Taking Care of Your Mental Health While Abroad

By: Rebekah Powell

Moving to and living in a new country comes with its fair share of challenges. The drastic changes that come with studying abroad can affect your emotions greatly. While you may get busy traveling on the weekends, exploring your city, and studying, it is important to continue to take care of your mental health. Despite American laws and regulations preventing many mental healthcare providers from treating clients abroad, there are plenty of local resources provided by CIEE to take care of your mental health.

First, it is important to know that a lot of the emotions you may go through are the same emotions that your peers are going through and that people before you have experienced too. Understanding what to expect when it comes to feelings and emotions during different phases of your study abroad experience is helpful in processing and coping with these emotions. I would also like to mention that the process I am about to describe is NOT universal. While it is common, everyone experiences things differently and it is ok if your emotions do not perfectly align with this process – I know mine sure didn’t! Because of this I will also share my own personal experience regarding emotions and mental health. 

What to expect:

During the first week or so you may feel the initial high of living in a new environment and exploring all sorts of different foods, places, and activities. After a while, it is normal to feel frustrated as cultural differences become more apparent, especially with language barriers. You may then start to feel the initial low characterized by homesickness, sadness, and sometimes depression. As time goes on, however, many people work their way through these challenges and out of this low. 

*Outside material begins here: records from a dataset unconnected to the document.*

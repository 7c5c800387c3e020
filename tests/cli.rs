//! End-to-end tests for the devkit binary

use assert_cmd::Command;
use predicates::prelude::*;

fn devkit() -> Command {
    Command::cargo_bin("devkit").unwrap()
}

#[test]
fn diff_reports_lines_unique_to_a() {
    devkit()
        .args(["diff", "-a", "x\ny\nz", "-b", "y"])
        .assert()
        .success()
        .stdout(predicate::str::contains("Arguments line count"))
        .stdout(predicate::str::contains("  -a: 3"))
        .stdout(predicate::str::contains("  -b: 1"))
        .stdout(predicate::str::contains("list diff count: 2"))
        .stdout(predicate::str::contains(">>>\nx\nz\n<<<"));
}

#[test]
fn duplicate_lines_collapse_to_one_entry() {
    devkit()
        .args(["diff", "-a", "a\na\nb", "-b", "a"])
        .assert()
        .success()
        .stdout(predicate::str::contains("  -a: 3"))
        .stdout(predicate::str::contains("list diff count: 1"))
        .stdout(predicate::str::contains(">>>\nb\n<<<"));
}

#[test]
fn identical_inputs_print_no_markers() {
    devkit()
        .args(["diff", "-a", "p\nq", "-b", "p\nq"])
        .assert()
        .success()
        .stdout(predicate::str::contains("list diff count: 0"))
        .stdout(predicate::str::contains(">>>").not())
        .stdout(predicate::str::contains("<<<").not());
}

#[test]
fn empty_inputs_report_zero_counts() {
    devkit()
        .args(["diff", "-a", "", "-b", ""])
        .assert()
        .success()
        .stdout(predicate::str::contains("  -a: 0"))
        .stdout(predicate::str::contains("  -b: 0"))
        .stdout(predicate::str::contains("list diff count: 0"));
}

#[test]
fn missing_set_a_is_a_usage_error() {
    devkit()
        .args(["diff", "-b", "y"])
        .assert()
        .failure()
        .stderr(predicate::str::contains("missing required option '-a'"));
}

#[test]
fn missing_set_b_is_a_usage_error() {
    devkit()
        .args(["diff", "-a", "x"])
        .assert()
        .failure()
        .stderr(predicate::str::contains("missing required option '-b'"));
}

#[test]
fn no_color_flag_is_accepted() {
    devkit()
        .args(["diff", "--no-color", "-a", "x", "-b", "x"])
        .assert()
        .success()
        .stdout(predicate::str::contains("list diff count: 0"));
}

#[test]
fn help_lists_the_diff_command() {
    devkit()
        .arg("--help")
        .assert()
        .success()
        .stdout(predicate::str::contains("diff"))
        .stdout(predicate::str::contains("set difference"));
}
//! Command-line argument parsing and validation

use crate::core::{diff::DiffCommand, registry::CommandOptions};
use clap::{Parser, Subcommand};

/// Devkit - a small developer toolbox for line-set operations
#[derive(Parser, Debug)]
#[command(author, version, about, long_about = None)]
#[command(name = "devkit")]
pub struct Args {
    /// Enable debug output
    #[arg(long, global = true)]
    pub debug: bool,

    /// Disable colored output
    #[arg(long, global = true)]
    pub no_color: bool,

    /// Subcommand to execute
    #[command(subcommand)]
    pub command: Command,
}

/// Available commands
#[derive(Subcommand, Debug)]
pub enum Command {
    /// Compute the set difference of two line sets (Windows/Linux/MacOS)
    Diff {
        /// Set A, one multi-line string
        #[arg(short = 'a', value_name = "TEXT")]
        a: Option<String>,

        /// Set B, one multi-line string
        #[arg(short = 'b', value_name = "TEXT")]
        b: Option<String>,
    },
}

impl Command {
    /// Registry name of the selected command
    pub fn name(&self) -> &'static str {
        match self {
            Command::Diff { .. } => DiffCommand::NAME,
        }
    }

    /// Parsed option values for the selected command
    ///
    /// Options left unset on the command line are not recorded, so the
    /// handler decides whether their absence is an error.
    pub fn options(&self) -> CommandOptions {
        match self {
            Command::Diff { a, b } => CommandOptions::new()
                .with_option("a", a.as_deref())
                .with_option("b", b.as_deref()),
        }
    }
}

/// Parse command line arguments
pub fn parse_args() -> Args {
    Args::parse()
}

#[cfg(test)]
mod tests {
    use super::*;

    #[test]
    fn test_parse_diff_with_both_sets() {
        let args = Args::try_parse_from(["devkit", "diff", "-a", "x\ny", "-b", "y"]).unwrap();
        assert!(!args.debug);

        match args.command {
            Command::Diff { a, b } => {
                assert_eq!(a.as_deref(), Some("x\ny"));
                assert_eq!(b.as_deref(), Some("y"));
            }
        }
    }

    #[test]
    fn test_parse_debug_flag() {
        let args = Args::try_parse_from(["devkit", "--debug", "diff"]).unwrap();
        assert!(args.debug);
    }

    #[test]
    fn test_parse_no_color_flag() {
        let args = Args::try_parse_from(["devkit", "diff", "--no-color"]).unwrap();
        assert!(args.no_color);
    }

    #[test]
    fn test_missing_options_parse_as_unset() {
        let args = Args::try_parse_from(["devkit", "diff", "-b", "y"]).unwrap();

        match args.command {
            Command::Diff { a, b } => {
                assert!(a.is_none());
                assert_eq!(b.as_deref(), Some("y"));
            }
        }
    }

    #[test]
    fn test_command_name_matches_registry_name() {
        let args = Args::try_parse_from(["devkit", "diff"]).unwrap();
        assert_eq!(args.command.name(), "diff");
    }

    #[test]
    fn test_options_skip_unset_values() {
        let args = Args::try_parse_from(["devkit", "diff", "-a", "x"]).unwrap();
        let options = args.command.options();

        assert_eq!(options.get("a"), Some("x"));
        assert_eq!(options.get("b"), None);
    }
}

While I did experience a couple of these points, my emotional process looked a little bit different. I did not experience the initial high. I was sad, homesick, scared, and stressed right off the bat. I immediately wanted to go home and started to convince myself that my feelings were invalid and I should be feeling the same excitement that all of my peers seemed to be experiencing. I stressed myself out about making friends because it felt like people had already found their own groups. (If you’re catching on, the first couple of weeks are basically freshman year all over again). Slowly but surely, I began to find my friends and become more comfortable in this new environment. 

Taking care of yourself:

You may go through many ups and downs throughout the semester as you deal with traveling, schoolwork, socializing, etc. It is important to make sure that you get plenty of sleep! It may seem like there simply isn’t enough time in the day to do everything you want and still get a good 8 hours. I found it helpful to take a couple weekends off from traveling to rest and reset. Secondly, make sure you are staying active. It should be fairly easy in a new city as you may do a lot more walking than normal. If you can find the time, go for a run or try out a gym or workout class near you. Exercise is a great way to boost your mood. If you tend to get more down during the winter months, I highly recommend a light therapy lamp and vitamin D. Try to get as much sunlight as you can!

While these are a few things you can do on your own, CIEE also offers some great resources when it comes to taking care of your mental health. CIEE offers referrals to several counselors and therapists with different specialties. Here in Prague, CIEE provides referrals to both Czech and American mental health professionals. Along with this, CIEE offers weekly excursions and activities to help you stay connected with your fellow classmates and explore different hobbies. Lastly, I highly recommend reaching out to a trusted professor or staff member. They are here to help you along this journey in any way that you may need!